__TASK BRIEF__:
Read the records below and report each line in which "through" occurs.
**** MATERIALS PROVIDED
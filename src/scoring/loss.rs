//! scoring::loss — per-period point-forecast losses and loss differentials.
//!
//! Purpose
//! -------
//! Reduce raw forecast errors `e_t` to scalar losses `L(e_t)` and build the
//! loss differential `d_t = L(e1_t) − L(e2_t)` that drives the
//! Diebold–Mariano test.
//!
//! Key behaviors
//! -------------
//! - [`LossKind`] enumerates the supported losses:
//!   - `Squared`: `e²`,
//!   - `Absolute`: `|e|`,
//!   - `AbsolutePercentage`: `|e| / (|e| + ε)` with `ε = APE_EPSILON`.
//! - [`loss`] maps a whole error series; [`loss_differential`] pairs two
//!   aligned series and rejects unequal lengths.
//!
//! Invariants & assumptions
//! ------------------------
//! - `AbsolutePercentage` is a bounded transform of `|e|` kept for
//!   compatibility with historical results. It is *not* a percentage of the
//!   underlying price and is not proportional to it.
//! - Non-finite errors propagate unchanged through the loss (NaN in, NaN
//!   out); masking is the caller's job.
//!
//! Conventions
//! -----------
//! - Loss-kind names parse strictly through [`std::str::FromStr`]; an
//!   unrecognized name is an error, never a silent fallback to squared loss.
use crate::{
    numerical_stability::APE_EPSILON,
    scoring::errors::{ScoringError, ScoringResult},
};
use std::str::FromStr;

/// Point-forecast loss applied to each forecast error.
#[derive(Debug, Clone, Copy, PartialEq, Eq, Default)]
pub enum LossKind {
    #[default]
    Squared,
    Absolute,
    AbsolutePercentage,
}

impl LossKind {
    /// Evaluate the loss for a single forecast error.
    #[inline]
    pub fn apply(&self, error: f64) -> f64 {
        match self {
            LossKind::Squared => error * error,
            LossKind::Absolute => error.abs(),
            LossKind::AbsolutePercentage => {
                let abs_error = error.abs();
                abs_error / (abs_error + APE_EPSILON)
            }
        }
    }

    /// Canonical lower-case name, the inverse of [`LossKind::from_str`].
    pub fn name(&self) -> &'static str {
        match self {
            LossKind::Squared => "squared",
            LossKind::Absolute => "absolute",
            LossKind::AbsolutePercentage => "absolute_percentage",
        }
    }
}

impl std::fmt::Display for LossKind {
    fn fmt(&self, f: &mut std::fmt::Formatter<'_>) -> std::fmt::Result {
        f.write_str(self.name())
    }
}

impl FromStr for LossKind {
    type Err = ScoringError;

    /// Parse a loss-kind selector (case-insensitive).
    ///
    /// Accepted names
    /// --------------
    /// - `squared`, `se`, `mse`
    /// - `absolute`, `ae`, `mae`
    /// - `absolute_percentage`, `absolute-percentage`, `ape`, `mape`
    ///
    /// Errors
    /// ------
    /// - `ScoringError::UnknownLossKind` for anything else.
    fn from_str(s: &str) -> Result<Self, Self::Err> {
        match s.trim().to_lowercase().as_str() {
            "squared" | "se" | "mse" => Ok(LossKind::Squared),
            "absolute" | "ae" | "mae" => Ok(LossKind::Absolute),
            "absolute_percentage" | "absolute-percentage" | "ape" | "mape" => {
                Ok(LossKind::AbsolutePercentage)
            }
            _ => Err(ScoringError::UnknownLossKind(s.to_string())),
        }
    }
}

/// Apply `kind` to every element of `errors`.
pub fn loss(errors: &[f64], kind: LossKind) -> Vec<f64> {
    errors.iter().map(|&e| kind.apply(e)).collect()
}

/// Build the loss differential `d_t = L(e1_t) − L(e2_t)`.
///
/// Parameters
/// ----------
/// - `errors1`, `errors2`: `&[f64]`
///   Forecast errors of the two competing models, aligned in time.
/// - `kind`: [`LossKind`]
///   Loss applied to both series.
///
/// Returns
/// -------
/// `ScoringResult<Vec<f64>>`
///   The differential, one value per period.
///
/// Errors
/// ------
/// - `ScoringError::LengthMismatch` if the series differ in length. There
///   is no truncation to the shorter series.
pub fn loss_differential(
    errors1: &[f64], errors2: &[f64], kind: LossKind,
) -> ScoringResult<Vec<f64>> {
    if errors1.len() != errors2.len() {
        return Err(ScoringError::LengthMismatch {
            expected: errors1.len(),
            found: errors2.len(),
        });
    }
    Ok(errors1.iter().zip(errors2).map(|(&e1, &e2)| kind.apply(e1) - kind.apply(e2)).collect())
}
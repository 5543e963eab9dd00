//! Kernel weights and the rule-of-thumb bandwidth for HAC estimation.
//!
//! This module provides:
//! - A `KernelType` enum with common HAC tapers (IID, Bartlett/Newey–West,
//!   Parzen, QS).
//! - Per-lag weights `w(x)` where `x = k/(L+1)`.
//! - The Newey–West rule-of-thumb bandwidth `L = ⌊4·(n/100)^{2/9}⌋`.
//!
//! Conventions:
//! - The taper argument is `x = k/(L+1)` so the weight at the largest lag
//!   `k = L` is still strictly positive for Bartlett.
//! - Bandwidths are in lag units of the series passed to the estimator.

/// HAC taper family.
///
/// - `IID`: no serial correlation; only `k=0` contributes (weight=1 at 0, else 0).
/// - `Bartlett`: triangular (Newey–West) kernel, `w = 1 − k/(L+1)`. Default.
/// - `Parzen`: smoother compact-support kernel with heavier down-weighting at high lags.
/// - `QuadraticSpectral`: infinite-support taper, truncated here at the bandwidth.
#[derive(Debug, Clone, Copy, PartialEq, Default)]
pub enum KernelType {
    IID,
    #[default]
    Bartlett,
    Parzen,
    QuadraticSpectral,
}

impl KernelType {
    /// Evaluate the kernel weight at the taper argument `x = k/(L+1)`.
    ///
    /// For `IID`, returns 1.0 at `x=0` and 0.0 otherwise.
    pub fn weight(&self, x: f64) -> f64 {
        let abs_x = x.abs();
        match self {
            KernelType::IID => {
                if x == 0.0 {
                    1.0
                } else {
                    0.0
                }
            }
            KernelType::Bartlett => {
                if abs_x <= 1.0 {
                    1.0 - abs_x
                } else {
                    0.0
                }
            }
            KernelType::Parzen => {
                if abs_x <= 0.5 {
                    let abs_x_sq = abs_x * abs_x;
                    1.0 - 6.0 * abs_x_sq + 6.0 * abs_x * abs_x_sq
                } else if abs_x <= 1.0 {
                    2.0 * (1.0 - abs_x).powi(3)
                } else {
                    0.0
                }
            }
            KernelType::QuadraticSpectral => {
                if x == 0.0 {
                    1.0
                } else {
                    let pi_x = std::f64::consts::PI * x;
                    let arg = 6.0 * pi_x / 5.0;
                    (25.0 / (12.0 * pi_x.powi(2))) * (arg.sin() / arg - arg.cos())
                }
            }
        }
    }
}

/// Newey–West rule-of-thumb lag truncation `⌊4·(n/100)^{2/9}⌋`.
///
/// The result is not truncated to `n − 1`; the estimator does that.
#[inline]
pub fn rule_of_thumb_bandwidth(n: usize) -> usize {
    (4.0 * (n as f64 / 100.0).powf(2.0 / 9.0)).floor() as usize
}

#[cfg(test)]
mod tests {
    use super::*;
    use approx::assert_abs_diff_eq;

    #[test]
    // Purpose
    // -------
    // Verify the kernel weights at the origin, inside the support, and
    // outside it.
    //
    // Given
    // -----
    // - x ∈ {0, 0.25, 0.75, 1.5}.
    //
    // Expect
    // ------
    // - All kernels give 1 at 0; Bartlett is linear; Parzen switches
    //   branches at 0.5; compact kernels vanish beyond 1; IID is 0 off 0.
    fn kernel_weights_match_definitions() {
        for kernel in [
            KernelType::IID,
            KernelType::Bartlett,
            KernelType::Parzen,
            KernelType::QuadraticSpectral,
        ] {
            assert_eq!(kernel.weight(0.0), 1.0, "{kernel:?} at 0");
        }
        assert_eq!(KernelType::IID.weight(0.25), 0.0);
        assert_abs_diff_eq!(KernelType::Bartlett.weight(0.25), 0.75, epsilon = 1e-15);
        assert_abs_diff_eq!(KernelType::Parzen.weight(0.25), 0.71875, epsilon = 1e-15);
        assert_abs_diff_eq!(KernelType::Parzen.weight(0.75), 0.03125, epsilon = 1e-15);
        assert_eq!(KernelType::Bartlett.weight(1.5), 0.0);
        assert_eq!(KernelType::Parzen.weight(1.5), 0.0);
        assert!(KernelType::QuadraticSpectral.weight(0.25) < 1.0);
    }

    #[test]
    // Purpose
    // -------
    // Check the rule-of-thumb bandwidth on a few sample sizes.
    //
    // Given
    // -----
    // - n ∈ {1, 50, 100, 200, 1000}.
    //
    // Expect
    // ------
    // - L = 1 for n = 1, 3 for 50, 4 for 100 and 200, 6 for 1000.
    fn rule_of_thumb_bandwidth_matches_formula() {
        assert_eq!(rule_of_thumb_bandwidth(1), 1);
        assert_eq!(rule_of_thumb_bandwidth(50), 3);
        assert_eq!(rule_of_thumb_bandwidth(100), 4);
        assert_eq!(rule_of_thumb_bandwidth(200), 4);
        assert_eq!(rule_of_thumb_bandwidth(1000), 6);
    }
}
********
__ANSWER TO THIS EXERCISE__:
//! - Non-finite errors propagate unchanged through the loss (NaN in, NaN
//! - Loss-kind names parse strictly through [`std::str::FromStr`]; an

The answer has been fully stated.